*BRIEF*
Among the entries below, one stretch runs from the line that contains "if cached == challenge" through the line that contains "let ideal = self.ideal_sampler(challenge, width, marked)?;". Repeat that stretch exactly, ends included, and only that.

*RECORD SET*
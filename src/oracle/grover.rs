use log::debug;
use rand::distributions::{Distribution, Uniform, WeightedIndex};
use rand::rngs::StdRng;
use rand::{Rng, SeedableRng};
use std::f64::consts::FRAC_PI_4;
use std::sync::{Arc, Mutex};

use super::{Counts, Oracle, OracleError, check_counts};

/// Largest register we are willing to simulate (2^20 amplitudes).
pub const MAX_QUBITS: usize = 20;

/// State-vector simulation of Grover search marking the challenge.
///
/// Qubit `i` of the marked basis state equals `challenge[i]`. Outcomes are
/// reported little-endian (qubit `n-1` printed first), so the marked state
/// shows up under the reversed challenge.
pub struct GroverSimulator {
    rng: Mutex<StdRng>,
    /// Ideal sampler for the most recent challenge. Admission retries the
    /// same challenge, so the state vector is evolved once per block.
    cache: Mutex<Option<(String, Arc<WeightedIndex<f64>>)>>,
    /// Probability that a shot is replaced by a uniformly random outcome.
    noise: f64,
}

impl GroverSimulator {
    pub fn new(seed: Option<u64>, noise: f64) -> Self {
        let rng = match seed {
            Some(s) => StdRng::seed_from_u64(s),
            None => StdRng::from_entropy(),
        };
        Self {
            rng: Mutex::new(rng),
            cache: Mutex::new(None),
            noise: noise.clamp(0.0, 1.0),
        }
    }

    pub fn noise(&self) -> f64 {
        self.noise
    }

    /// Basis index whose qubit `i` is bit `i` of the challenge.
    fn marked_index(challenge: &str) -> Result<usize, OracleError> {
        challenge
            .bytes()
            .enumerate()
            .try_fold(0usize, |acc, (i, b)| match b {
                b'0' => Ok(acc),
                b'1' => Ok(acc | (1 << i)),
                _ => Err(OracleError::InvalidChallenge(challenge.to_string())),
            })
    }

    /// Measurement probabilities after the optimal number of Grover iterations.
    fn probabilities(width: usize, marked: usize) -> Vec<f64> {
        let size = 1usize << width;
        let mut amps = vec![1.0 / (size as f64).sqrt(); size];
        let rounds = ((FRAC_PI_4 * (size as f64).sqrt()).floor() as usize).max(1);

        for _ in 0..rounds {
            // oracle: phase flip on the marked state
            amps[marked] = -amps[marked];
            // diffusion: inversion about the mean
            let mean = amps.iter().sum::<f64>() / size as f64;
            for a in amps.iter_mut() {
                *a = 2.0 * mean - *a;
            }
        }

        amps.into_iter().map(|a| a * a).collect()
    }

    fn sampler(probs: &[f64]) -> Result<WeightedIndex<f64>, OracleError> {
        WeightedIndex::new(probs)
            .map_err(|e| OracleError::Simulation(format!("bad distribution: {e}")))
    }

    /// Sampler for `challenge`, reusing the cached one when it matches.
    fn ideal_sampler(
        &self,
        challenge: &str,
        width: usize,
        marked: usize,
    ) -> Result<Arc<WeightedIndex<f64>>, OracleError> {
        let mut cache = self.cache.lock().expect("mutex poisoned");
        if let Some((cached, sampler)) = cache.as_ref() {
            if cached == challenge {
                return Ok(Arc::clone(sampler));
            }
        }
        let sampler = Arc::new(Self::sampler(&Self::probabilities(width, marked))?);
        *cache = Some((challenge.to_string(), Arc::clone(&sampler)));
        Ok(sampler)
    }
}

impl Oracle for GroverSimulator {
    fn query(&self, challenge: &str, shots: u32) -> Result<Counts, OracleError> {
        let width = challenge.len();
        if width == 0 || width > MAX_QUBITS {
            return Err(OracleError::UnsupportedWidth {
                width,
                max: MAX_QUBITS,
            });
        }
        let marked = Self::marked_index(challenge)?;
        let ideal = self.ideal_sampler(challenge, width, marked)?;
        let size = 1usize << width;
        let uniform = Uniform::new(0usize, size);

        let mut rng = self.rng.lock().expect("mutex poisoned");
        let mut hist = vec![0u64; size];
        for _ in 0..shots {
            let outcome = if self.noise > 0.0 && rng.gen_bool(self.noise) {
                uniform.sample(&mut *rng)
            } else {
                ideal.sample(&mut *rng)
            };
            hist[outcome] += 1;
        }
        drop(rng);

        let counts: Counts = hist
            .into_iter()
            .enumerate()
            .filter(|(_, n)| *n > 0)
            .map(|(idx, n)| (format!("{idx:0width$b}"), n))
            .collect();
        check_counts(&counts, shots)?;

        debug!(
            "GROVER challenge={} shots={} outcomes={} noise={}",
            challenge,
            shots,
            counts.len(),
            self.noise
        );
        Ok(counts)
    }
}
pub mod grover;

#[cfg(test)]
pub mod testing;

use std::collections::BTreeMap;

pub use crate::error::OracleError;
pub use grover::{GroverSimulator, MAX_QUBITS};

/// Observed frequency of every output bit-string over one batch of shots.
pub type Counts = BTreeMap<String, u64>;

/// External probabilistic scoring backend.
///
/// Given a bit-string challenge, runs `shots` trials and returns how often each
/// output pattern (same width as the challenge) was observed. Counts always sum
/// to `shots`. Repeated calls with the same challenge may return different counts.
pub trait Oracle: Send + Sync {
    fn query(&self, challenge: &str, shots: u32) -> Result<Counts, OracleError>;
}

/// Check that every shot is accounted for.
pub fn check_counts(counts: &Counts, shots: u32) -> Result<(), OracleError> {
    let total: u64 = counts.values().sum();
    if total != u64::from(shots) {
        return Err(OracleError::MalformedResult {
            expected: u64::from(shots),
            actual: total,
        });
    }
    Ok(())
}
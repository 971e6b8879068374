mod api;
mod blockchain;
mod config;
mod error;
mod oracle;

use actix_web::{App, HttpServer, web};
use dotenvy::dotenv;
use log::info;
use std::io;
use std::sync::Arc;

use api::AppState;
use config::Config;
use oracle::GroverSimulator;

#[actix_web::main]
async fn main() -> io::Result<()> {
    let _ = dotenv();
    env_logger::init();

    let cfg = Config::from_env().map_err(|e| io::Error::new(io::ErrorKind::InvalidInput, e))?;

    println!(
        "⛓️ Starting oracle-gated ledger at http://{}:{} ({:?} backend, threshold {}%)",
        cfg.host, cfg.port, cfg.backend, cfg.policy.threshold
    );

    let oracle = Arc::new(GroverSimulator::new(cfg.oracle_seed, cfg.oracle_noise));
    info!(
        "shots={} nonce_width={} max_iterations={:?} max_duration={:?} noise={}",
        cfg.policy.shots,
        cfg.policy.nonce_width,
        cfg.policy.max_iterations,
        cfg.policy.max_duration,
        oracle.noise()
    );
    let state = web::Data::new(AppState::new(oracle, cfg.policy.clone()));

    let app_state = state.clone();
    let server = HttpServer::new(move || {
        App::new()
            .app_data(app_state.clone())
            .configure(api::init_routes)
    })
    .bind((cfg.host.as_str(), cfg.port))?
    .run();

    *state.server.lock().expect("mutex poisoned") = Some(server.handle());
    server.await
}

*WRITTEN RESPONSE*
            if cached == challenge {
                return Ok(Arc::clone(sampler));
            }
        }
        let sampler = Arc::new(Self::sampler(&Self::probabilities(width, marked))?);
        *cache = Some((challenge.to_string(), Arc::clone(&sampler)));
        Ok(sampler)
    }
}

impl Oracle for GroverSimulator {
    fn query(&self, challenge: &str, shots: u32) -> Result<Counts, OracleError> {
        let width = challenge.len();
        if width == 0 || width > MAX_QUBITS {
            return Err(OracleError::UnsupportedWidth {
                width,
                max: MAX_QUBITS,
            });
        }
        let marked = Self::marked_index(challenge)?;
        let ideal = self.ideal_sampler(challenge, width, marked)?;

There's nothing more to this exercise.